(Saved entries)

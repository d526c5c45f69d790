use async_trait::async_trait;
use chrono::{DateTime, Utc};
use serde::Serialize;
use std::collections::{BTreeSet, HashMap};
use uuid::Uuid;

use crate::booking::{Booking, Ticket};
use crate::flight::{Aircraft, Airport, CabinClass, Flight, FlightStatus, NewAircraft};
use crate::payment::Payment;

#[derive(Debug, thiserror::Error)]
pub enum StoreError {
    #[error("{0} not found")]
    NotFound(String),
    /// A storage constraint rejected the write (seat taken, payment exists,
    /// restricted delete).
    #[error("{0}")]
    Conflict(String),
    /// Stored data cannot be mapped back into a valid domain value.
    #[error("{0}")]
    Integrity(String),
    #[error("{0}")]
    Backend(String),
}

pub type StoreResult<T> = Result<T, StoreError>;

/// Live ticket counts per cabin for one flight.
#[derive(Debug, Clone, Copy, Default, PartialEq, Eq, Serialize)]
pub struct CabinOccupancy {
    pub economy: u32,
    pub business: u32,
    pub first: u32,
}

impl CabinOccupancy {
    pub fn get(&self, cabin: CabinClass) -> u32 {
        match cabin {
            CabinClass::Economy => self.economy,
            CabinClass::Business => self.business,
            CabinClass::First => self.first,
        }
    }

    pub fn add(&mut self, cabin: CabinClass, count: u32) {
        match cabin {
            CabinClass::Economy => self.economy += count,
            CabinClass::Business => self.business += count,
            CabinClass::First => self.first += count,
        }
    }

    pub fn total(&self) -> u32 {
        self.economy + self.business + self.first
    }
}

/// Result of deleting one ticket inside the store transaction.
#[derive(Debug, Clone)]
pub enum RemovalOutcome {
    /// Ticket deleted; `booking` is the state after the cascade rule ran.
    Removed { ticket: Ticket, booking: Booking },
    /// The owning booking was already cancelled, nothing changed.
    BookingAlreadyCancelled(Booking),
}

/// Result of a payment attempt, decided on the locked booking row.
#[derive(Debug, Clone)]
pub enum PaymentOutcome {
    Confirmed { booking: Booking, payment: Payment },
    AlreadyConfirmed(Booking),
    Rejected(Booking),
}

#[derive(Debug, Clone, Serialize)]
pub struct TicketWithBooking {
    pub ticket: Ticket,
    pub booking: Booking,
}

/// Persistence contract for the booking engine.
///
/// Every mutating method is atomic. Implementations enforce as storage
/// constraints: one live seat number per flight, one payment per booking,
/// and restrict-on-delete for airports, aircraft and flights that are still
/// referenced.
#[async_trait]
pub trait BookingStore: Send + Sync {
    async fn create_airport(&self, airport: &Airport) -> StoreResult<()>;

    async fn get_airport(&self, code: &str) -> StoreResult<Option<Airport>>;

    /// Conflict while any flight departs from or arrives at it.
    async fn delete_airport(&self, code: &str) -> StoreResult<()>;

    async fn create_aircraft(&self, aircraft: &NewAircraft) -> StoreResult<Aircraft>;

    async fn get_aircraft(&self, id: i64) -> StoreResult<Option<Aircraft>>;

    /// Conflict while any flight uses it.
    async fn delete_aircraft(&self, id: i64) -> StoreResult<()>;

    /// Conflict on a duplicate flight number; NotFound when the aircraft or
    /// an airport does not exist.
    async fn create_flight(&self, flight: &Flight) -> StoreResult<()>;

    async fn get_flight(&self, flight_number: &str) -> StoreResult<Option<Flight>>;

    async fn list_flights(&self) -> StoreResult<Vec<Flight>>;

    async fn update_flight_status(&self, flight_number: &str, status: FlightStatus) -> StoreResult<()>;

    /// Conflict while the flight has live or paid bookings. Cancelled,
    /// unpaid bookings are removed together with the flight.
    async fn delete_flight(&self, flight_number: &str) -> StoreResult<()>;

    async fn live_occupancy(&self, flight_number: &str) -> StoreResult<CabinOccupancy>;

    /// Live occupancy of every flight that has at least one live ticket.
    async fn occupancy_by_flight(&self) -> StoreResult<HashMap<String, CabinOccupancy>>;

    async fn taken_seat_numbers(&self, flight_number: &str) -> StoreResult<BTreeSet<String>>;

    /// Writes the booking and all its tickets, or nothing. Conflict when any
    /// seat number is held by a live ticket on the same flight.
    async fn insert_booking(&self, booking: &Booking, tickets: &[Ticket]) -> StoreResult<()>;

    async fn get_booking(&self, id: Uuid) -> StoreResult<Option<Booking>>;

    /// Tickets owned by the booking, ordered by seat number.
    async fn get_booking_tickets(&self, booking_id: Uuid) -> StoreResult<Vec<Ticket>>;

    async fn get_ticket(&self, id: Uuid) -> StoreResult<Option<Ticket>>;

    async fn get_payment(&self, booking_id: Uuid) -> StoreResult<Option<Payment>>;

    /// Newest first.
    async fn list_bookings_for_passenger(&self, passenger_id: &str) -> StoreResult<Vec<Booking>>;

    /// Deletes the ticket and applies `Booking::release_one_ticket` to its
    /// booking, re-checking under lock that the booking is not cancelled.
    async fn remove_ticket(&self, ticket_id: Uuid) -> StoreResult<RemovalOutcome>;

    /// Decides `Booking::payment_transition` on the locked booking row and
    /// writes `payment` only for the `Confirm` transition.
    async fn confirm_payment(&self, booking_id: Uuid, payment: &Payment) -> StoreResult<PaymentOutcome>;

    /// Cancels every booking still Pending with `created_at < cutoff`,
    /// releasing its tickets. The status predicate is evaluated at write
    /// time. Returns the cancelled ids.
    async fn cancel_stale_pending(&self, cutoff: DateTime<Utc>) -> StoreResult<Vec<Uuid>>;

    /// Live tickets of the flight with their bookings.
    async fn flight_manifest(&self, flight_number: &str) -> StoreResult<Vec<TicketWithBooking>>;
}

• **What you will do**: Only the lines from the one with "async fn flight_manifest(&self, flight_number: &str)" through the final line above belong in the answer, each retyped exactly.

• **Exercise solution**:
    async fn flight_manifest(&self, flight_number: &str) -> StoreResult<Vec<TicketWithBooking>>;
}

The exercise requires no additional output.